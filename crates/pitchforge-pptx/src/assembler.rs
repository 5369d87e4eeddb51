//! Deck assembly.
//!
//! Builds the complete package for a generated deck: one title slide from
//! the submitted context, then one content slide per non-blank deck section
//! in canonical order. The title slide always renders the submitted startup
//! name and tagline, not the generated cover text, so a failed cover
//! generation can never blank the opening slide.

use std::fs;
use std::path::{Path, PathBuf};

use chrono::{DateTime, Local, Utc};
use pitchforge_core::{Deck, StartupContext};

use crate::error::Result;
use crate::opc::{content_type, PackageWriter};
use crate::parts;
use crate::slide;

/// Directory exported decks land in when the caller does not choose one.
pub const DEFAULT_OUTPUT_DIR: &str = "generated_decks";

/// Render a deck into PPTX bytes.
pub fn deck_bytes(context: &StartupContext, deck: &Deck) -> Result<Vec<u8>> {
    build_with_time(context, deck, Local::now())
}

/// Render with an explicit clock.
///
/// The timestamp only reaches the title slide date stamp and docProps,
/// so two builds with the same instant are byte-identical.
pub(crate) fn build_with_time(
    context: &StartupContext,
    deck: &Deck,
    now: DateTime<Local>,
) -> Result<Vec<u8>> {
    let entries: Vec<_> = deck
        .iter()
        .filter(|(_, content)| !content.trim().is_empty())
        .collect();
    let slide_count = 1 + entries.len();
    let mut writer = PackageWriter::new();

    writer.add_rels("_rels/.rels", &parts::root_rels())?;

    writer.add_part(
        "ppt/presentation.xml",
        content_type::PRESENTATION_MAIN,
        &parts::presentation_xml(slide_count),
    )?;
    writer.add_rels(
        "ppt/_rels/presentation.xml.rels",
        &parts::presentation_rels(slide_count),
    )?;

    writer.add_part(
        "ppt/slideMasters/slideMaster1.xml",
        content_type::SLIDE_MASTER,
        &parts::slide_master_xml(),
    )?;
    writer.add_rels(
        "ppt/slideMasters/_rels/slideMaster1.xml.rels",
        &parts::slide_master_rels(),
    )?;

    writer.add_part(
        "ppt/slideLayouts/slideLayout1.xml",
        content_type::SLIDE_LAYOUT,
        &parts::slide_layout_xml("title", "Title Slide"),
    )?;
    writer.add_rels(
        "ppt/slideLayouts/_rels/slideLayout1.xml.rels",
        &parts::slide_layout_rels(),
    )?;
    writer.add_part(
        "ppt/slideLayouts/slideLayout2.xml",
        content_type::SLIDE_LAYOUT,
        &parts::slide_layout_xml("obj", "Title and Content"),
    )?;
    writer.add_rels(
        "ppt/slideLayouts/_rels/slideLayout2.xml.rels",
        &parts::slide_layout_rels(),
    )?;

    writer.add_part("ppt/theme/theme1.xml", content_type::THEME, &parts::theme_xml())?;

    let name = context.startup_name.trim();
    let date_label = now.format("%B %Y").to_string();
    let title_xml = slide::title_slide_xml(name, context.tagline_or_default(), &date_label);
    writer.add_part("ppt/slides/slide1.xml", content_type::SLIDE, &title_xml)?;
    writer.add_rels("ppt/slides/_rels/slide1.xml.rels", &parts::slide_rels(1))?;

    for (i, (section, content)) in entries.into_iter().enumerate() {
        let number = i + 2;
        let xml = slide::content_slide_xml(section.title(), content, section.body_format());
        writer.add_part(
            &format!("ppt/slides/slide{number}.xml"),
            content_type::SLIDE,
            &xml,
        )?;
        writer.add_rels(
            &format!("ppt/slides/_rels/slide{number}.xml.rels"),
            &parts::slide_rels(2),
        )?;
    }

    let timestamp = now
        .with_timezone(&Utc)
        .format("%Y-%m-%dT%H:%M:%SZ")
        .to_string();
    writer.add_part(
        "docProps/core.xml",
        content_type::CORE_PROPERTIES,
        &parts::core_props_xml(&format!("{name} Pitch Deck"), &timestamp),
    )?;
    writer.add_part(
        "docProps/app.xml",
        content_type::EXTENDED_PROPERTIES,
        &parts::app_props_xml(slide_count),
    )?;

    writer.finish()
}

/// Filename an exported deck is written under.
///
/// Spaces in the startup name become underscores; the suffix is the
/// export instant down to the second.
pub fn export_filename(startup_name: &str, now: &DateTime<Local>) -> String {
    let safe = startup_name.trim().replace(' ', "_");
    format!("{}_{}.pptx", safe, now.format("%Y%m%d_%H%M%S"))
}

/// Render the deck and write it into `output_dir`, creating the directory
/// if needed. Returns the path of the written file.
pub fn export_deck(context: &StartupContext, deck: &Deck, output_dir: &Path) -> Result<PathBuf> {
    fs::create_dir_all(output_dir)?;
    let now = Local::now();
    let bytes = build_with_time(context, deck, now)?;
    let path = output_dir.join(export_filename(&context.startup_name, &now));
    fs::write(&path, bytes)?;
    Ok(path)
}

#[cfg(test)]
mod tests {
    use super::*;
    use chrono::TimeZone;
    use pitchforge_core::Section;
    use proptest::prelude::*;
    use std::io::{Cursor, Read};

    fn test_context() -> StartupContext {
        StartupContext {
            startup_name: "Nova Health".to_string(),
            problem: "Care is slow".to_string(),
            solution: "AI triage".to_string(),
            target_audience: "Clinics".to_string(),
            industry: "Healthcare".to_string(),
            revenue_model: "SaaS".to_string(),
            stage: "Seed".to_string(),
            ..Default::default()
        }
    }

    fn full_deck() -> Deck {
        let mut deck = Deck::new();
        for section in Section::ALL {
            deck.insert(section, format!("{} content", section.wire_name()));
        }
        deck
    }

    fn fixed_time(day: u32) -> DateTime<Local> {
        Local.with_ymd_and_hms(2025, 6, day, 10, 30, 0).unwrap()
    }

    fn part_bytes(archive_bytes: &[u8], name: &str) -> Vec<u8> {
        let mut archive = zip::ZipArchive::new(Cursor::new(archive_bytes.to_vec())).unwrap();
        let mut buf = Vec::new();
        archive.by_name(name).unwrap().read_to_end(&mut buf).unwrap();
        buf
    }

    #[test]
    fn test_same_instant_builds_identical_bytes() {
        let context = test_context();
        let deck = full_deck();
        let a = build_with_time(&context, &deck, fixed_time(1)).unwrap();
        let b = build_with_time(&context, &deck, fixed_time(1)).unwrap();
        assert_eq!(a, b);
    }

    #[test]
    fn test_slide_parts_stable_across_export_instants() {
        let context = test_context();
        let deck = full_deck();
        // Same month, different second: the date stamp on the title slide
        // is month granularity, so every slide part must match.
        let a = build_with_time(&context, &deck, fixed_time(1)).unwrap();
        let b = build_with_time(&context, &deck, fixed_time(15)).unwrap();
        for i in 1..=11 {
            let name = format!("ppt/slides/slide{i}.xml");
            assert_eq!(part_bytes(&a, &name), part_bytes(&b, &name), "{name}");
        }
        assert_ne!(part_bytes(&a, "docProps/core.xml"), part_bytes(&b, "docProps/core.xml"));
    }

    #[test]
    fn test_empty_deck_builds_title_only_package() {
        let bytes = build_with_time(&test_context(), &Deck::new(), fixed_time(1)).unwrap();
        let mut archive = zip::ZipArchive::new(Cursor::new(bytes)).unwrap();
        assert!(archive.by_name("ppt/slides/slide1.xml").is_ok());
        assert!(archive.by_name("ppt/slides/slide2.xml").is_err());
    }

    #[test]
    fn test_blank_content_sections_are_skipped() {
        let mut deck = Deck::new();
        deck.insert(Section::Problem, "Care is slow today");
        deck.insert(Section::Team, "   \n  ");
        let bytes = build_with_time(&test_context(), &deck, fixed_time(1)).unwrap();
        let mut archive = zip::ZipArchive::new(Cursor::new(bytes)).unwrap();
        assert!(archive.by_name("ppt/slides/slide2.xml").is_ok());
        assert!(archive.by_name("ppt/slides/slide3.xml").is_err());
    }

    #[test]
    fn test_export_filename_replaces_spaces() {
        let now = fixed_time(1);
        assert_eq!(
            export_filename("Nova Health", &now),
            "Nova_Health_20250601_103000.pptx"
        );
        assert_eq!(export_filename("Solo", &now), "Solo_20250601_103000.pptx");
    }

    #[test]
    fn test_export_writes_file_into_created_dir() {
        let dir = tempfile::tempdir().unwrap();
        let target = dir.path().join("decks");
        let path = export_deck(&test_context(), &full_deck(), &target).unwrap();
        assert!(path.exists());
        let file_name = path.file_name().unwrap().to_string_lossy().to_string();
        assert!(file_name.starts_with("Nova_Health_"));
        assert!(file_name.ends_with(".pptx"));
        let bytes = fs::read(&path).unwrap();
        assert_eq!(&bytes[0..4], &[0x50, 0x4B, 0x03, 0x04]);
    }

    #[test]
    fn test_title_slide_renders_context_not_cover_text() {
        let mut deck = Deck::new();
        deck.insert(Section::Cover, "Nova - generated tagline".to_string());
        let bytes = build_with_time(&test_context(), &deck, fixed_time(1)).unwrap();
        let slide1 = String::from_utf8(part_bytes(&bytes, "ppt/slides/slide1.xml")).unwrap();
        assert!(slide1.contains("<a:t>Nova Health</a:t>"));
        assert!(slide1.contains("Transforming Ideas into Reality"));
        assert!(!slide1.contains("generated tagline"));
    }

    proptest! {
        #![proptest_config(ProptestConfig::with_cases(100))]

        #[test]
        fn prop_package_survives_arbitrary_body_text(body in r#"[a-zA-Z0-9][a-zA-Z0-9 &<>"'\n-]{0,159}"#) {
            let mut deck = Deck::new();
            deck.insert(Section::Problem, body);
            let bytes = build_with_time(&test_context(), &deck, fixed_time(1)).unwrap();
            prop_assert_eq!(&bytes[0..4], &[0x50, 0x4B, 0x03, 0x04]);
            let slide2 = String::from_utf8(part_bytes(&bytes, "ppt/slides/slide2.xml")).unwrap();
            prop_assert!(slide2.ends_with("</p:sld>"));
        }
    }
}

───

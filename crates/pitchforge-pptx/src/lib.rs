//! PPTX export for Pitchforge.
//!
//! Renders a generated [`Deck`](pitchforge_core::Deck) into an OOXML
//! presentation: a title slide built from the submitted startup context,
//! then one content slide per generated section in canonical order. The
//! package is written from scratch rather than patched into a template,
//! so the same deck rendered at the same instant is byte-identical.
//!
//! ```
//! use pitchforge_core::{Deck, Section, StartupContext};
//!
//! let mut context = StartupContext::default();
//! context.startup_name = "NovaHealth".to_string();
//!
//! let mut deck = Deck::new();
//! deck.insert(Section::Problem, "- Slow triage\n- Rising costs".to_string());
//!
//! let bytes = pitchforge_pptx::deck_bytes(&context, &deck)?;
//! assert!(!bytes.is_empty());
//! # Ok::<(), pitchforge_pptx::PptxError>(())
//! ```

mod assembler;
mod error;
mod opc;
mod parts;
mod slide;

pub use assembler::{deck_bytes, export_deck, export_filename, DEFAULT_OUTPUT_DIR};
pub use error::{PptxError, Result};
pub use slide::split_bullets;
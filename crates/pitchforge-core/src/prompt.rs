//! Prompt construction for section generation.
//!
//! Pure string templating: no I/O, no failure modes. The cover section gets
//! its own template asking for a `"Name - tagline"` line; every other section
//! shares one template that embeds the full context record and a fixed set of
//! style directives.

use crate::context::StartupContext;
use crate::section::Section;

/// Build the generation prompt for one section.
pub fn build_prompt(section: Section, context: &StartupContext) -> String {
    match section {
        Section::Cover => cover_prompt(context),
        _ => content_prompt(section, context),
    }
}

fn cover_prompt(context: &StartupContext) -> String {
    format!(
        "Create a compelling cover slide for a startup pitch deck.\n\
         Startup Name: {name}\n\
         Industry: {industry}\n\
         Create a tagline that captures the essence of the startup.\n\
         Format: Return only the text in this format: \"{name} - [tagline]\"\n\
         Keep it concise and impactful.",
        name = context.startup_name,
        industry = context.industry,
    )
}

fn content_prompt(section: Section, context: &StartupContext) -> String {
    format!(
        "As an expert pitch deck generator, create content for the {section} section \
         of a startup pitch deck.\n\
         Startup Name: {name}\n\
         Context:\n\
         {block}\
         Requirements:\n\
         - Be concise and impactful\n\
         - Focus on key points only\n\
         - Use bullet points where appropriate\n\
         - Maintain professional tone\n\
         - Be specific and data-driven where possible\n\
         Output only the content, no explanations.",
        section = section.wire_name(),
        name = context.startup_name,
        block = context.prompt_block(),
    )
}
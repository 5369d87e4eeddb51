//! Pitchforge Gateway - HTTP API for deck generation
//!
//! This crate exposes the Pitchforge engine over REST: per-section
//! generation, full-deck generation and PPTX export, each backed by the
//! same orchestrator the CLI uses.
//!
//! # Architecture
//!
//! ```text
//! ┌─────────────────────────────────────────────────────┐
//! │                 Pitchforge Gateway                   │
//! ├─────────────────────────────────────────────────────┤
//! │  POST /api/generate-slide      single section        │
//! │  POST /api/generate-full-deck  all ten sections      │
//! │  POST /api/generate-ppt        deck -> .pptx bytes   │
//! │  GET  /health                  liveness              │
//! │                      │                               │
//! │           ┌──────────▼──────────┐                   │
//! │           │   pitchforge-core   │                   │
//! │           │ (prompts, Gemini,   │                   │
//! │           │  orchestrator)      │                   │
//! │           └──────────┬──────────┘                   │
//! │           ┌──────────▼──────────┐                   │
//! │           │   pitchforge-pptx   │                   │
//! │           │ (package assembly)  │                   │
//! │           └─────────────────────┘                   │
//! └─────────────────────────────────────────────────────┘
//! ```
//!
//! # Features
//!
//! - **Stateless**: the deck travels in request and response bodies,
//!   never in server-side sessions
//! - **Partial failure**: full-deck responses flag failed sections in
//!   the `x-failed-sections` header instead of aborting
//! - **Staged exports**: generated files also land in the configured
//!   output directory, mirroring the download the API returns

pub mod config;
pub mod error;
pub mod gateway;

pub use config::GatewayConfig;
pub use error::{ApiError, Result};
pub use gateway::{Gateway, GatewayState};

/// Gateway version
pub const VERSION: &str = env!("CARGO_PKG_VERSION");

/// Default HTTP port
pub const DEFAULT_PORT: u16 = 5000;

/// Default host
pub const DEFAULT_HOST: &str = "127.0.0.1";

───

How to complete this task: Scan the listing above for the line that has "Default HTTP port", then copy exactly from that line through the line that has "pub const DEFAULT_HOST: &str".

Result of this exercise:
/// Default HTTP port
pub const DEFAULT_PORT: u16 = 5000;

/// Default host
pub const DEFAULT_HOST: &str = "127.0.0.1";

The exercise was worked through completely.